Under poor laws enacted in the late 1500s and later revisions in England, parishes were responsible for the care of the poor among them. From the late 1500s until 1834, Overseers of the Poor were appointed by Justices of the Peace.
These Overseers were responsible for all aspects of the poor law. They looked after sick relief, took care of the aged, provided children of the poor with apprenticeships, found work for the able-bodied among the poor, and assisted the local constable in his duties. They also maintained a “house of correction” for vagrants, as well as the poor house.
Included in this category are records relating to overseer’s accounts, settlement and removal orders, the care of illegitimate children, poorhouses, vagrants, apprenticeships (some of which were voluntary, and some of which were not), and any other matters relating to the poor.
Taxes were imposed to assist the poor, including poorhouses and vagrant "correctional houses", as well as for providing public services. In a similar manner to today, taxes, or “rates”, were charged for public services like watchmen, sewers, lighting, pest control, and so on. Accounting records were kept of amounts assessed, received, and disbursed. These records generally are very extensive, where they survived.
Children born out of wedlock were the responsibility of the parish, unless the officials could find out who the father was. If the father was discovered, he would have to sign a “bond of indemnification” (commonly known as a “bastardy bond”) stating that he would take financial responsibility for the child.
Parish councils therefore took this situation very seriously. The woman would be examined before a magistrate (think of the term “cross-examination” in the legal world today!) to try to determine who the father was. Alternatively, the midwife would examine her while she was in labour.
One set of records which had been transcribed and which I viewed online showed that this method was very effective in producing a name for the child’s father, at least in that parish; there was a list of some 40 women over a specified time period, all of whom named someone as the father of their child, and in most cases, gave an address, or a description of where the man lived or worked.

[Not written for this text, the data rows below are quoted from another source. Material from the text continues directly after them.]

//! Terminal actions produced by the parser
//!
//! Every byte stream decomposes into a flat sequence of these tagged
//! actions. The consumer owns a single dispatch function that matches on
//! them; the parser never touches screen state.

use crate::params::Params;

/// Actions produced by the parser
#[derive(Debug, Clone, PartialEq, Eq)]
pub enum Action {
    /// Print a character at the cursor
    Print(char),

    /// Execute a C0 control (0x00-0x1F except ESC)
    /// BEL, BS, HT, LF, VT, FF, CR, SO, SI, ...
    Execute(u8),

    /// CSI (Control Sequence Introducer) sequence
    CsiDispatch(CsiAction),

    /// ESC sequence (non-CSI), also produced by 8-bit C1 controls
    EscDispatch(EscAction),

    /// OSC (Operating System Command) sequence
    OscDispatch(OscAction),

    /// DCS (Device Control String), collected until ST
    DcsDispatch(DcsAction),

    /// SOS, PM or APC string, collected until ST
    StringDispatch { kind: StringKind, data: String },
}

/// ESC sequence actions (non-CSI)
#[derive(Debug, Clone, PartialEq, Eq)]
pub enum EscAction {
    /// ESC 7 - Save cursor (DECSC)
    SaveCursor,
    /// ESC 8 - Restore cursor (DECRC)
    RestoreCursor,
    /// ESC D - Index (IND)
    Index,
    /// ESC M - Reverse Index (RI)
    ReverseIndex,
    /// ESC E - Next Line (NEL)
    NextLine,
    /// ESC H - Horizontal Tab Set (HTS)
    HorizontalTabSet,
    /// ESC c - Full Reset (RIS)
    FullReset,
    /// ESC = - Application Keypad (DECKPAM)
    ApplicationKeypad,
    /// ESC > - Normal Keypad (DECKPNM)
    NormalKeypad,
    /// ESC N - Single Shift 2
    SingleShift2,
    /// ESC O - Single Shift 3
    SingleShift3,
    /// ESC ( / ) / * / + C - designate a character set into G0..G3
    Designate { slot: u8, charset: char },
    /// ESC # 8 - DEC Screen Alignment Test (DECALN)
    DecAlignmentTest,
    /// Anything else, kept for logging
    Unknown { intermediates: Vec<u8>, final_byte: u8 },
}

/// CSI sequence actions
#[derive(Debug, Clone, PartialEq, Eq)]
pub struct CsiAction {
    /// Parameters (semicolon-separated numbers)
    pub params: Params,
    /// Intermediate bytes (0x20-0x2F)
    pub intermediates: Vec<u8>,
    /// Final byte (0x40-0x7E)
    pub final_byte: u8,
    /// Private marker byte: 0=none, b'?', b'>', b'<', b'='
    pub marker: u8,
}

impl CsiAction {
    /// Parameter at `index`, or `default` when absent or zero
    pub fn param(&self, index: usize, default: u16) -> u16 {
        self.params.get_or(index, default)
    }

    /// Check if this is a plain `CSI ... final` sequence
    pub fn is(&self, final_byte: u8) -> bool {
        self.final_byte == final_byte && self.intermediates.is_empty() && self.marker == 0
    }

    /// Check if this is a `CSI ? ... final` sequence
    pub fn is_private(&self, final_byte: u8) -> bool {
        self.final_byte == final_byte && self.intermediates.is_empty() && self.marker == b'?'
    }
}

/// DCS payload with its introducer
#[derive(Debug, Clone, PartialEq, Eq)]
pub struct DcsAction {
    pub params: Params,
    pub intermediates: Vec<u8>,
    pub final_byte: u8,
    pub data: String,
}

/// Which ignored string family a payload belonged to
#[derive(Debug, Clone, Copy, PartialEq, Eq)]
pub enum StringKind {
    Sos,
    Pm,
    Apc,
}

/// OSC sequence actions
#[derive(Debug, Clone, PartialEq, Eq)]
pub enum OscAction {
    /// OSC 0 - Set icon name and window title
    SetIconAndTitle(String),
    /// OSC 1 - Set icon name
    SetIconName(String),
    /// OSC 2 - Set window title
    SetTitle(String),
    /// OSC 4 - Set palette entries, one `(index, spec)` pair per entry
    SetPaletteColors(Vec<(u8, String)>),
    /// OSC 10 - Set default foreground color
    SetDefaultForeground(String),
    /// OSC 11 - Set default background color
    SetDefaultBackground(String),
    /// OSC 104 - Reset palette entries (`None` = all)
    ///
    /// Invalid indices are dropped, so `Some` may hold an empty list.
    ResetPaletteColors(Option<Vec<u8>>),
    /// OSC 110 - Reset default foreground color
    ResetDefaultForeground,
    /// OSC 111 - Reset default background color
    ResetDefaultBackground,
    /// Any other command number, kept for logging
    Unknown { command: u16, data: String },
}

impl OscAction {
    /// Classify a complete OSC payload (`Ps ; Pt`)
    pub fn parse(data: &str) -> Self {
        let (cmd, payload) = match data.split_once(';') {
            Some((cmd, payload)) => (cmd, payload),
            None => (data, ""),
        };
        let Ok(command) = cmd.parse::<u16>() else {
            return OscAction::Unknown {
                command: 0,
                data: data.to_string(),
            };
        };

        match command {
            0 => OscAction::SetIconAndTitle(payload.to_string()),
            1 => OscAction::SetIconName(payload.to_string()),
            2 => OscAction::SetTitle(payload.to_string()),
            4 => {
                let mut pairs = Vec::new();
                let mut parts = payload.split(';');
                while let (Some(index), Some(spec)) = (parts.next(), parts.next()) {
                    if let Ok(index) = index.parse::<u8>() {
                        pairs.push((index, spec.to_string()));
                    }
                }
                OscAction::SetPaletteColors(pairs)
            }
            10 => OscAction::SetDefaultForeground(first_field(payload)),
            11 => OscAction::SetDefaultBackground(first_field(payload)),
            104 => OscAction::ResetPaletteColors((!payload.is_empty()).then(|| {
                payload
                    .split(';')
                    .filter_map(|s| s.parse::<u8>().ok())
                    .collect()
            })),
            110 => OscAction::ResetDefaultForeground,
            111 => OscAction::ResetDefaultBackground,
            _ => OscAction::Unknown {
                command,
                data: payload.to_string(),
            },
        }
    }
}

fn first_field(payload: &str) -> String {
    payload.split(';').next().unwrap_or_default().to_string()
}
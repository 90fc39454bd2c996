//! Per-row change tracking
//!
//! A row is set when any of its cells change and stays set until the
//! consumer clears the whole tracker after rendering.

use std::collections::TryReserveError;
use std::ops::RangeInclusive;

#[derive(Debug, Clone, Default, PartialEq, Eq)]
pub struct DirtyRows {
    rows: Vec<bool>,
}

impl DirtyRows {
    /// Tracker for `rows` rows, all clean
    pub fn new(rows: usize) -> Self {
        Self {
            rows: vec![false; rows],
        }
    }

    pub fn mark(&mut self, row: usize) {
        if let Some(flag) = self.rows.get_mut(row) {
            *flag = true;
        }
    }

    /// Mark an inclusive row range, clamped to the tracked rows
    pub fn mark_range(&mut self, range: RangeInclusive<usize>) {
        let end = (*range.end()).min(self.rows.len().saturating_sub(1));
        for row in *range.start()..=end {
            self.mark(row);
        }
    }

    pub fn mark_all(&mut self) {
        self.rows.fill(true);
    }

    pub fn is_dirty(&self, row: usize) -> bool {
        self.rows.get(row).copied().unwrap_or(false)
    }

    pub fn any(&self) -> bool {
        self.rows.iter().any(|&d| d)
    }

    pub fn clear(&mut self) {
        self.rows.fill(false);
    }

    pub fn len(&self) -> usize {
        self.rows.len()
    }

    pub fn is_empty(&self) -> bool {
        self.rows.is_empty()
    }

    pub fn reserve(&mut self, rows: usize) -> Result<(), TryReserveError> {
        self.rows
            .try_reserve_exact(rows.saturating_sub(self.rows.len()))
    }

    /// Track `rows` rows; every row is marked since the layout changed
    pub fn resize(&mut self, rows: usize) {
        self.rows.resize(rows, true);
        self.mark_all();
    }

    /// Dirty row indices in ascending order
    pub fn iter(&self) -> impl Iterator<Item = usize> + '_ {
        self.rows
            .iter()
            .enumerate()
            .filter_map(|(row, &dirty)| dirty.then_some(row))
    }
}
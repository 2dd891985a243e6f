use log::error;
use std::process::ExitCode;

#[tokio::main]
async fn main() -> ExitCode {
    env_logger::init_from_env(env_logger::Env::default().default_filter_or("info"));

    match benotified::broadcast_greeting().await {
        Ok(()) => ExitCode::SUCCESS,
        Err(e) => {
            error!("{e}");
            ExitCode::FAILURE
        }
    }
}
pub mod config;
pub mod error;
pub mod moments;
pub mod notifier;
pub mod poller;

use log::info;
use tokio_util::sync::CancellationToken;

use crate::config::Config;
use crate::moments::MomentsClient;
use crate::notifier::{LineClient, Notifier};
use crate::poller::Poller;

pub use crate::error::Error;

pub const GREETING: &str = "Hello everyone!";

/// Watches the configured region and broadcasts a LINE message whenever a new
/// moment is published.
///
/// # Behavior
///
/// - Loads configuration from the default config file location
/// - Initializes the LINE client from `LINE_CHANNEL_ACCESS_TOKEN`
/// - Reads `BEREAL_API_KEY` and fetches the current moment id once
/// - Polls at the configured interval until `token` is cancelled
///
/// # Errors
///
/// Returns an error if configuration is incomplete, if the initial fetch
/// fails, or as soon as a broadcast fails. Later fetch errors are only logged.
pub async fn watch_moments(token: CancellationToken) -> Result<(), Error> {
    let config = Config::load()?;

    let notifier = LineClient::from_env(&config.line)?;
    info!("LINE client initialized.");

    let api_key = crate::config::api_key()?;
    let source = MomentsClient::from_options(&config.poller, &api_key)?;

    info!("Starting moment monitoring...");
    info!("Region: {}", source.region());
    info!(
        "Check interval: {} seconds",
        config.poller.check_interval_secs
    );
    info!("Timeout: {} seconds", config.poller.timeout_secs);

    let poller = Poller::start(source, notifier).await?;
    poller.run(config.poller.check_interval(), token).await
}

/// Sends [`GREETING`] once to every subscriber of the LINE channel.
///
/// # Errors
///
/// Returns an error if the LINE client cannot be initialized or the broadcast fails.
pub async fn broadcast_greeting() -> Result<(), Error> {
    let config = Config::load()?;
    let notifier = LineClient::from_env(&config.line)?;
    info!("LINE client initialized.");

    notifier.broadcast_text(GREETING).await?;
    info!("Greeting sent");
    Ok(())
}
use chrono::{Local, NaiveDate};
use log::{error, info};
use std::time::Duration;
use tokio::{select, time::sleep};
use tokio_util::sync::CancellationToken;

use crate::error::Error;
use crate::moments::MomentSource;
use crate::notifier::Notifier;

/// Text broadcast when a new moment shows up.
#[must_use]
pub fn alert_message(date: NaiveDate) -> String {
    format!("Time to BeReal! ({})", date.format("%Y-%m-%d"))
}

/// Result of a single poll that did not end in a failed broadcast.
#[derive(Debug)]
pub enum PollOutcome {
    Unchanged,
    Changed { previous: String, current: String },
    /// The fetch failed; the tracked id was left untouched.
    FetchFailed(Error),
}

/// Watches one region and broadcasts whenever its moment id changes.
///
/// The last seen id lives here and nowhere else: it is set by [`Poller::start`]
/// and only replaced by [`Poller::poll_once`] when a successful fetch returns
/// a different id.
pub struct Poller<S, N> {
    source: S,
    notifier: N,
    tracked_id: String,
}

impl<S: MomentSource, N: Notifier> Poller<S, N> {
    /// Performs the initial fetch that seeds the tracked id.
    ///
    /// # Errors
    ///
    /// Any fetch error is returned as is; the first fetch is never retried.
    pub async fn start(source: S, notifier: N) -> Result<Self, Error> {
        let tracked_id = source.latest_id().await?;
        info!("Latest moment ID: {tracked_id}");

        Ok(Self {
            source,
            notifier,
            tracked_id,
        })
    }

    #[must_use]
    pub fn tracked_id(&self) -> &str {
        &self.tracked_id
    }

    /// Fetches the current id once and broadcasts if it moved.
    ///
    /// Fetch errors are folded into [`PollOutcome::FetchFailed`].
    ///
    /// # Errors
    ///
    /// Returns the notifier's error when the broadcast fails. The tracked id
    /// has already been updated at that point.
    pub async fn poll_once(&mut self) -> Result<PollOutcome, Error> {
        let current = match self.source.latest_id().await {
            Ok(id) => id,
            Err(e) => return Ok(PollOutcome::FetchFailed(e)),
        };

        if current == self.tracked_id {
            return Ok(PollOutcome::Unchanged);
        }

        info!(
            "New moment detected! Old ID: {}, New ID: {current}",
            self.tracked_id
        );
        let previous = std::mem::replace(&mut self.tracked_id, current.clone());

        let message = alert_message(Local::now().date_naive());
        self.notifier.broadcast_text(&message).await?;
        info!("Broadcast sent: {message}");

        Ok(PollOutcome::Changed { previous, current })
    }

    /// Polls every `interval` until `token` is cancelled.
    ///
    /// # Behavior
    ///
    /// - Sleeps for `interval` before each poll
    /// - Logs fetch errors and carries on at the same interval
    /// - Stops at the first broadcast failure
    ///
    /// # Errors
    ///
    /// Returns the broadcast error that stopped the loop.
    pub async fn run(mut self, interval: Duration, token: CancellationToken) -> Result<(), Error> {
        info!("Polling every {} ms", interval.as_millis());

        loop {
            select! {
                () = sleep(interval) => {},
                () = token.cancelled() => {
                    info!("Shutdown requested during sleep");
                    break;
                }
            }

            if let PollOutcome::FetchFailed(e) = self.poll_once().await? {
                error!("Error fetching latest ID: {e}");
            }
        }

        info!("Moment polling stopped gracefully");
        Ok(())
    }
}

#[cfg(test)]
mod tests {
    use super::*;
    use reqwest::StatusCode;
    use std::collections::VecDeque;
    use std::sync::Mutex;

    struct ScriptedSource {
        replies: Mutex<VecDeque<Result<String, Error>>>,
    }

    impl ScriptedSource {
        fn new(replies: Vec<Result<String, Error>>) -> Self {
            Self {
                replies: Mutex::new(replies.into()),
            }
        }

        fn ids(ids: &[&str]) -> Self {
            Self::new(ids.iter().map(|id| Ok((*id).to_string())).collect())
        }
    }

    impl MomentSource for ScriptedSource {
        async fn latest_id(&self) -> Result<String, Error> {
            self.replies
                .lock()
                .unwrap()
                .pop_front()
                .unwrap_or_else(|| Err(Error::RegionNotFound("exhausted".to_string())))
        }
    }

    #[derive(Default)]
    struct RecordingNotifier {
        sent: Mutex<Vec<String>>,
        fail: bool,
        cancel_on_send: Option<CancellationToken>,
    }

    impl RecordingNotifier {
        fn failing() -> Self {
            Self {
                fail: true,
                ..Self::default()
            }
        }

        fn sent(&self) -> Vec<String> {
            self.sent.lock().unwrap().clone()
        }
    }

    impl Notifier for &RecordingNotifier {
        async fn broadcast_text(&self, text: &str) -> Result<(), Error> {
            self.sent.lock().unwrap().push(text.to_string());
            if let Some(token) = &self.cancel_on_send {
                token.cancel();
            }
            if self.fail {
                return Err(Error::Broadcast {
                    status: StatusCode::INTERNAL_SERVER_ERROR,
                    body: "boom".to_string(),
                });
            }
            Ok(())
        }
    }

    fn today_alert() -> String {
        alert_message(Local::now().date_naive())
    }

    #[test]
    fn test_alert_message_embeds_date() {
        let date = NaiveDate::from_ymd_opt(2025, 3, 7).unwrap();
        assert_eq!(alert_message(date), "Time to BeReal! (2025-03-07)");
    }

    #[tokio::test]
    async fn test_start_seeds_tracked_id() {
        let notifier = RecordingNotifier::default();
        let poller = Poller::start(ScriptedSource::ids(&["m1"]), &notifier)
            .await
            .unwrap();
        assert_eq!(poller.tracked_id(), "m1");
        assert!(notifier.sent().is_empty());
    }

    #[tokio::test]
    async fn test_start_fails_on_first_fetch_error() {
        let notifier = RecordingNotifier::default();
        let source = ScriptedSource::new(vec![
            Err(Error::EmptyMomentId("asia-east".to_string())),
            Ok("m1".to_string()),
        ]);
        let result = Poller::start(source, &notifier).await;
        assert!(matches!(result, Err(Error::EmptyMomentId(_))));
    }

    #[tokio::test]
    async fn test_unchanged_id_never_broadcasts() {
        let notifier = RecordingNotifier::default();
        let mut poller = Poller::start(ScriptedSource::ids(&["A", "A", "A"]), &notifier)
            .await
            .unwrap();

        for _ in 0..2 {
            let outcome = poller.poll_once().await.unwrap();
            assert!(matches!(outcome, PollOutcome::Unchanged));
        }
        assert!(notifier.sent().is_empty());
    }

    #[tokio::test]
    async fn test_each_transition_broadcasts_once() {
        let notifier = RecordingNotifier::default();
        let mut poller = Poller::start(ScriptedSource::ids(&["A", "A", "B", "B", "C"]), &notifier)
            .await
            .unwrap();

        let mut transitions = Vec::new();
        for _ in 0..4 {
            if let PollOutcome::Changed { previous, current } = poller.poll_once().await.unwrap() {
                transitions.push((previous, current));
            }
        }

        assert_eq!(
            transitions,
            vec![
                ("A".to_string(), "B".to_string()),
                ("B".to_string(), "C".to_string())
            ]
        );
        assert_eq!(notifier.sent(), vec![today_alert(), today_alert()]);
        assert_eq!(poller.tracked_id(), "C");
    }

    #[tokio::test]
    async fn test_fetch_failures_leave_state_alone() {
        let notifier = RecordingNotifier::default();
        let malformed = serde_json::from_str::<serde_json::Value>("{").unwrap_err();
        // Nothing listens on port 9 of localhost.
        let refused = reqwest::get("http://127.0.0.1:9/").await.unwrap_err();
        let source = ScriptedSource::new(vec![
            Ok("A".to_string()),
            Err(Error::HttpRequest(refused)),
            Err(Error::HttpStatus {
                status: StatusCode::BAD_GATEWAY,
                body: "upstream down".to_string(),
            }),
            Err(Error::JsonParse(malformed)),
            Err(Error::RegionNotFound("asia-east".to_string())),
            Ok("A".to_string()),
        ]);
        let mut poller = Poller::start(source, &notifier).await.unwrap();

        for _ in 0..4 {
            let outcome = poller.poll_once().await.unwrap();
            assert!(matches!(outcome, PollOutcome::FetchFailed(_)));
            assert_eq!(poller.tracked_id(), "A");
        }
        assert!(matches!(
            poller.poll_once().await.unwrap(),
            PollOutcome::Unchanged
        ));
        assert!(notifier.sent().is_empty());
    }

    #[tokio::test]
    async fn test_broadcast_failure_is_returned_without_retry() {
        let notifier = RecordingNotifier::failing();
        let mut poller = Poller::start(ScriptedSource::ids(&["A", "B"]), &notifier)
            .await
            .unwrap();

        let result = poller.poll_once().await;
        assert!(matches!(result, Err(Error::Broadcast { .. })));
        assert_eq!(notifier.sent().len(), 1);
        assert_eq!(poller.tracked_id(), "B");
    }

    #[tokio::test]
    async fn test_single_new_moment_scenario() {
        let notifier = RecordingNotifier::default();
        let mut poller = Poller::start(ScriptedSource::ids(&["m1", "m1", "m2", "m2"]), &notifier)
            .await
            .unwrap();

        for _ in 0..3 {
            poller.poll_once().await.unwrap();
        }

        assert_eq!(notifier.sent(), vec![today_alert()]);
        assert_eq!(poller.tracked_id(), "m2");
    }

    #[tokio::test]
    async fn test_run_stops_on_broadcast_failure() {
        let notifier = RecordingNotifier::failing();
        let poller = Poller::start(ScriptedSource::ids(&["A", "B"]), &notifier)
            .await
            .unwrap();

        let result = poller
            .run(Duration::from_millis(1), CancellationToken::new())
            .await;

        assert!(matches!(result, Err(Error::Broadcast { .. })));
        assert_eq!(notifier.sent().len(), 1);
    }

    #[tokio::test]
    async fn test_run_survives_fetch_errors() {
        let token = CancellationToken::new();
        let notifier = RecordingNotifier {
            cancel_on_send: Some(token.clone()),
            ..RecordingNotifier::default()
        };
        let source = ScriptedSource::new(vec![
            Ok("A".to_string()),
            Err(Error::EmptyMomentId("asia-east".to_string())),
            Ok("A".to_string()),
            Err(Error::RegionNotFound("asia-east".to_string())),
            Ok("B".to_string()),
        ]);
        let poller = Poller::start(source, &notifier).await.unwrap();

        poller.run(Duration::from_millis(1), token).await.unwrap();

        assert_eq!(notifier.sent(), vec![today_alert()]);
    }

    #[tokio::test]
    async fn test_run_exits_when_cancelled() {
        let notifier = RecordingNotifier::default();
        let poller = Poller::start(ScriptedSource::ids(&["A"]), &notifier)
            .await
            .unwrap();
        let token = CancellationToken::new();
        token.cancel();

        let result = poller.run(Duration::from_secs(60), token).await;
        assert!(result.is_ok());
        assert!(notifier.sent().is_empty());
    }
}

Whether or not those men actually were the fathers, of course, is another matter.
Bastardy bonds and/or records of a woman’s examination are among the records that would be found in the parish chest records.
After 1834, with the changes to the laws and the introduction of Poor Law Unions, these bonds would be found in the Quarter Session records, if the illegitimate child's mother made application for such a bond.
The parish or the father would be responsible for the child's welfare at the longest to age 14, at which time the child would be able to work and support himself or herself.
Other records in this category include:
While in the normal course of events, it was the child’s father who placed him or her in an apprenticeship, the Parish Council or the Overseers of the Poor also were known to handle this for pauper children. It was a matter of finances: it was less expensive to place a child in an apprenticeship than to bring him up.
There may be a reference to the child in the minutes to a vestry meeting, when the child was discussed and it was decided to place him in an apprenticeship. There may also be an apprenticeship agreement, or record, among the parish chest documents.
As noted above, parishes were responsible for taking care of the poor and the aged within their boundaries. They also assessed rates, or taxes, to take care of many other public functions.
This meant that, when a new family arrived in the parish and shortly afterwards asked for assistance under the Poor Laws, parish officials often sought to have the individuals removed to the parish they had come from, on grounds that the new parish was not responsible for them.
It also meant that individuals who had been living within a particular parish for many years, who suddenly fell upon hard times, could be subject to questioning by the local officials as to how long they had lived there, and what sort of ties they had that could prove that, when they moved there, their intention was to take up permanent residence there.
A set of rules was developed to determine the issue of settlement and where a person legally had a right to reside in these circumstances.
Individuals were known to use apprenticeship records from a number of years before, or other documents showing intention to reside in a location and be a contributing member of that society, in an attempt to prove that they belonged in that parish.
Removal orders meant that the local constable was issued an order to escort the family being sent away from the parish to what had been determined to be their legal place of settlement under the Poor Laws.
Settlement orders, of course, allowed the person to stay in the parish.
This way of proceeding, naturally, discouraged those who were poor from moving to another parish in search of work, as if they had reason to call upon the local parish for assistance at any time after moving there, they would either have to prove that they were entitled to settle there, or be removed back to their home parish.